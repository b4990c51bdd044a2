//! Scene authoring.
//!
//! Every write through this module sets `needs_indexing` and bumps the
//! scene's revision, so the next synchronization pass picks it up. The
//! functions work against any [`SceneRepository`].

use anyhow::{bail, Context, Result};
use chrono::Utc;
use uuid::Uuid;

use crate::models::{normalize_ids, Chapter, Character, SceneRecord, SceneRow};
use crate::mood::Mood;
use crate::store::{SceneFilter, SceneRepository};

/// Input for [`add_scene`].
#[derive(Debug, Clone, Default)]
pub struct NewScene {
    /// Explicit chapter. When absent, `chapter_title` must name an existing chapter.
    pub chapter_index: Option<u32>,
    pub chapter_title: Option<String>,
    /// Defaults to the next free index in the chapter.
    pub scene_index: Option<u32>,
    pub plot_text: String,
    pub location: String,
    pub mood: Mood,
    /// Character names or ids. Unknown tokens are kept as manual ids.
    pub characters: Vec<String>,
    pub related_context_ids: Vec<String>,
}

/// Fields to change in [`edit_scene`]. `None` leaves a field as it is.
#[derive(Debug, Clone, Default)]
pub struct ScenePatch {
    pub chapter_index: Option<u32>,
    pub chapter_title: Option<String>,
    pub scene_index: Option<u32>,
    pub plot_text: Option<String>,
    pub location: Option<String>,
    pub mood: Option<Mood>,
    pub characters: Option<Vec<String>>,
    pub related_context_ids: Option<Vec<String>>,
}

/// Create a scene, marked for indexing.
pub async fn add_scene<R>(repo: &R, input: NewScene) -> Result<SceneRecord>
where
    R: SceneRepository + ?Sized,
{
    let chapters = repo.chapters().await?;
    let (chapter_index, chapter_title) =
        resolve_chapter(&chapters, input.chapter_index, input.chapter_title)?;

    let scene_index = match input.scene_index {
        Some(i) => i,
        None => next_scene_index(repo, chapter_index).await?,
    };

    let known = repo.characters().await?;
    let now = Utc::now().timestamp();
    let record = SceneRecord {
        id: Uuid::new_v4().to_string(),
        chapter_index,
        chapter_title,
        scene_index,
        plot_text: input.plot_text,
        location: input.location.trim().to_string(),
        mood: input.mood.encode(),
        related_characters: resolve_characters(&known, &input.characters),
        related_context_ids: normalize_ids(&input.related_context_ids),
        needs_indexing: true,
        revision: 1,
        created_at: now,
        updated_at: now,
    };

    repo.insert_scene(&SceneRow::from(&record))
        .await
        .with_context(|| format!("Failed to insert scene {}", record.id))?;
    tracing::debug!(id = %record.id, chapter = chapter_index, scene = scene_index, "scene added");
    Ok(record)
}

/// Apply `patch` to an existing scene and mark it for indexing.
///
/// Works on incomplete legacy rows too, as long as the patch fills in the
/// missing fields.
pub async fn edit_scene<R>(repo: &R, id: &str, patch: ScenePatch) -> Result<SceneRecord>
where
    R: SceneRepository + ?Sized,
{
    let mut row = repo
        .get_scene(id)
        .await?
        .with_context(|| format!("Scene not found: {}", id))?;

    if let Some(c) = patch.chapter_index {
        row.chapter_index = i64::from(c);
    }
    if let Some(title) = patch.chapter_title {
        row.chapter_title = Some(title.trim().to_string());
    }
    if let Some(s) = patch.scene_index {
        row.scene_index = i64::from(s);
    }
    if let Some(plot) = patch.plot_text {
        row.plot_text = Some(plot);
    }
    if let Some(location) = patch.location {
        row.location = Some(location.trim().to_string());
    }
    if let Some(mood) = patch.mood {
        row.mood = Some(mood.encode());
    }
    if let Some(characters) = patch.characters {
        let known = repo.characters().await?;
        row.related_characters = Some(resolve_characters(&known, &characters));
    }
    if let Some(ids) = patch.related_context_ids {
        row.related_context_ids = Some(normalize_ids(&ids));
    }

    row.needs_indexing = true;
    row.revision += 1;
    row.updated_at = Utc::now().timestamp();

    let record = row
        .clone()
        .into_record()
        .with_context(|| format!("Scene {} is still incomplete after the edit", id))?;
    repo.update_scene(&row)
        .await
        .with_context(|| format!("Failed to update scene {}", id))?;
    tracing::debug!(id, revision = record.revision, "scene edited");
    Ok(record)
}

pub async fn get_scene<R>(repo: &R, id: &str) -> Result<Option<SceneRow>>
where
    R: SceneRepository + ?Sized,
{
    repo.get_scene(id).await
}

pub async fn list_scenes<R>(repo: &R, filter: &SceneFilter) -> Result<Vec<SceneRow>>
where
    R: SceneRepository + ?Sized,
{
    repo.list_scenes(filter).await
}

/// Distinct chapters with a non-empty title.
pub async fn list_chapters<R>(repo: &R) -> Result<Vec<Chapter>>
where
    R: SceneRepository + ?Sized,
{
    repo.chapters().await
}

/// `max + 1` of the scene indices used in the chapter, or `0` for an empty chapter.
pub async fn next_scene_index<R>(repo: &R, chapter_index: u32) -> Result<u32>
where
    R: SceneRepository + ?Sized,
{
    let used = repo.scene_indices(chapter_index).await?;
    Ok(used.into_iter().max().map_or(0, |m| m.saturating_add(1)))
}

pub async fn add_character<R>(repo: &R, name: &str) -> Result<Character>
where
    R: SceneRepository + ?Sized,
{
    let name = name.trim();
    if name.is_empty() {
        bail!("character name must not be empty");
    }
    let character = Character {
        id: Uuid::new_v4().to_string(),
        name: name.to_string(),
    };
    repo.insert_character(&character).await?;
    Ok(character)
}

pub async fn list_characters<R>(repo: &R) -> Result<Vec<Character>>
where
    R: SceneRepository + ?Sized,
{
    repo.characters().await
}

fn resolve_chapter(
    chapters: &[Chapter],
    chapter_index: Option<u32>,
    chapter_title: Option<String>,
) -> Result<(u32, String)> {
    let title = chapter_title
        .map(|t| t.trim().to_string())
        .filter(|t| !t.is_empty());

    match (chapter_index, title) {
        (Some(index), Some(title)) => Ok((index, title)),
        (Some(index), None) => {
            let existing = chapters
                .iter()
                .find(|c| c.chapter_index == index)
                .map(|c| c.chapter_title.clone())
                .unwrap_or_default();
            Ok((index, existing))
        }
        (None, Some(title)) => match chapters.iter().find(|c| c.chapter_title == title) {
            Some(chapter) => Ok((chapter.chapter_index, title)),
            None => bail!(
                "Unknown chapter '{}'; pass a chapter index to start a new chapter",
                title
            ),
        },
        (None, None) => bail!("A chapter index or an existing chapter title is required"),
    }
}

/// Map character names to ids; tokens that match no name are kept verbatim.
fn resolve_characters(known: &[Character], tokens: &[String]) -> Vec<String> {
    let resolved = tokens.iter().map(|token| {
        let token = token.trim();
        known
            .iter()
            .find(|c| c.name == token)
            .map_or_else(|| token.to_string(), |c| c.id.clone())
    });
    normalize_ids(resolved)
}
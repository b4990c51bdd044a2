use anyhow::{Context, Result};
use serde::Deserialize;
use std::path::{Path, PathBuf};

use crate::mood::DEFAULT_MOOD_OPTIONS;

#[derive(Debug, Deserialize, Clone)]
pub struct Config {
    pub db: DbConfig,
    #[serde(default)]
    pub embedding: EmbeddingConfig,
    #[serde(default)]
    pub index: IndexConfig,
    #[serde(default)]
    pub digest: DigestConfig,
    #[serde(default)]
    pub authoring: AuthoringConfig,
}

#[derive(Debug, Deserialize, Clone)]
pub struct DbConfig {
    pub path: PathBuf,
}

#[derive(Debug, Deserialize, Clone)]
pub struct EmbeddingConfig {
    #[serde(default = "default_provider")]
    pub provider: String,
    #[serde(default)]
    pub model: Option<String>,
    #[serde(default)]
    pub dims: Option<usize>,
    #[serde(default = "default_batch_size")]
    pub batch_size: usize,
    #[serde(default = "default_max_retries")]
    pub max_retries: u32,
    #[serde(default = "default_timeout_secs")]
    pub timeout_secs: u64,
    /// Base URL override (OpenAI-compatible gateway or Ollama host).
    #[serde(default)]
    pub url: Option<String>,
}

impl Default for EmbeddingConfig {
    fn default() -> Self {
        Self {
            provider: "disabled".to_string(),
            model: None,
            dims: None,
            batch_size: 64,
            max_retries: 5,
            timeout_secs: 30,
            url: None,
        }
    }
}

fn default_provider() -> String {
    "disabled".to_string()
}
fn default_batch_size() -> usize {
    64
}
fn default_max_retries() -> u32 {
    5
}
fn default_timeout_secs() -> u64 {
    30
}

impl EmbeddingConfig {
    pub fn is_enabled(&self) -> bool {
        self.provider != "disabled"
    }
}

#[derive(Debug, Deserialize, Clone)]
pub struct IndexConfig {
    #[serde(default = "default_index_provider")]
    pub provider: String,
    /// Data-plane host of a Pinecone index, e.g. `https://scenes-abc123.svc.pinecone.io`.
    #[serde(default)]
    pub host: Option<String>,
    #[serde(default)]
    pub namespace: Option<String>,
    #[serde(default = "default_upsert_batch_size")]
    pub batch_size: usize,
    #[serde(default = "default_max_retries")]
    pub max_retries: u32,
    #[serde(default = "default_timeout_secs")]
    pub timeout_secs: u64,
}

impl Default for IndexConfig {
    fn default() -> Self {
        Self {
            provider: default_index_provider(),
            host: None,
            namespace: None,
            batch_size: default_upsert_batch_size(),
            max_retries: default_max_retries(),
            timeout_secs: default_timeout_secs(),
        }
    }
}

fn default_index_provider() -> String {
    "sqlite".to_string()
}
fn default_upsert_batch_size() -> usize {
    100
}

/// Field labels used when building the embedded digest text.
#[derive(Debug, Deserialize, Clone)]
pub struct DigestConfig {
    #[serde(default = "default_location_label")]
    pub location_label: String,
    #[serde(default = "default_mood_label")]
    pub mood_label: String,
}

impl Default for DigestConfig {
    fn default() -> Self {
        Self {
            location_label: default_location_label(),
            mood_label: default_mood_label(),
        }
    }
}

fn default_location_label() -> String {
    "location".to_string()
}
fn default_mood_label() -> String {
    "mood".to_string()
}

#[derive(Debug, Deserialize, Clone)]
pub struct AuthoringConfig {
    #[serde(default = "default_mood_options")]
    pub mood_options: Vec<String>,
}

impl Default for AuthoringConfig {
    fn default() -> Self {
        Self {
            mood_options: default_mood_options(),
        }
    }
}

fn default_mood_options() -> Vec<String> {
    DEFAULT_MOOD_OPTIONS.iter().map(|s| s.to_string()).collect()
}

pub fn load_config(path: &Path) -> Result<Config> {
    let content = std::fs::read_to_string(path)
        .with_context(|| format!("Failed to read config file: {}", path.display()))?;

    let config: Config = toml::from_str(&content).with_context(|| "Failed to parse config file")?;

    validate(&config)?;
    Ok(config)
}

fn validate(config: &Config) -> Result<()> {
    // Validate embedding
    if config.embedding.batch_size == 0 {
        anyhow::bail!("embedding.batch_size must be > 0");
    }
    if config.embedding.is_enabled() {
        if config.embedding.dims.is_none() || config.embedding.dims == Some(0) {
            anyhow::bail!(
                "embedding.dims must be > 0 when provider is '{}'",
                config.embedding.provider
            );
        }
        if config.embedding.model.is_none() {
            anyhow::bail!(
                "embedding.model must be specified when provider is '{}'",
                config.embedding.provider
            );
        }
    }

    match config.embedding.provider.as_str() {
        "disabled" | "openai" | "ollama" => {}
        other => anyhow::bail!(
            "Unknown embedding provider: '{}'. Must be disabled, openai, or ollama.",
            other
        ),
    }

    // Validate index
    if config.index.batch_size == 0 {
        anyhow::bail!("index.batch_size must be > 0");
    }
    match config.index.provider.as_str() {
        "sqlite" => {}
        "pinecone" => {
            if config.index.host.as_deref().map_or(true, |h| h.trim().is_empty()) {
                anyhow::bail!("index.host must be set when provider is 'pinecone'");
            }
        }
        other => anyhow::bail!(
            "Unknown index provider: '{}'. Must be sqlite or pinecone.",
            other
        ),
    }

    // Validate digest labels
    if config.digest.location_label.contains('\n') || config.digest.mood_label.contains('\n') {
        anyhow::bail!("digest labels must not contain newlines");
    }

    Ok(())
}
==============================
» **WORK TO COMPLETE**:
Beginning with the first line of the records above, reproduce each line exactly, ending at the line that contains "use uuid::Uuid;", and leave out everything else.

» **SOLVED EXERCISE**:
repository b4990c51bdd044a2
//! Scene authoring.
//!
//! Every write through this module sets `needs_indexing` and bumps the
//! scene's revision, so the next synchronization pass picks it up. The
//! functions work against any [`SceneRepository`].

use anyhow::{bail, Context, Result};
use chrono::Utc;
use uuid::Uuid;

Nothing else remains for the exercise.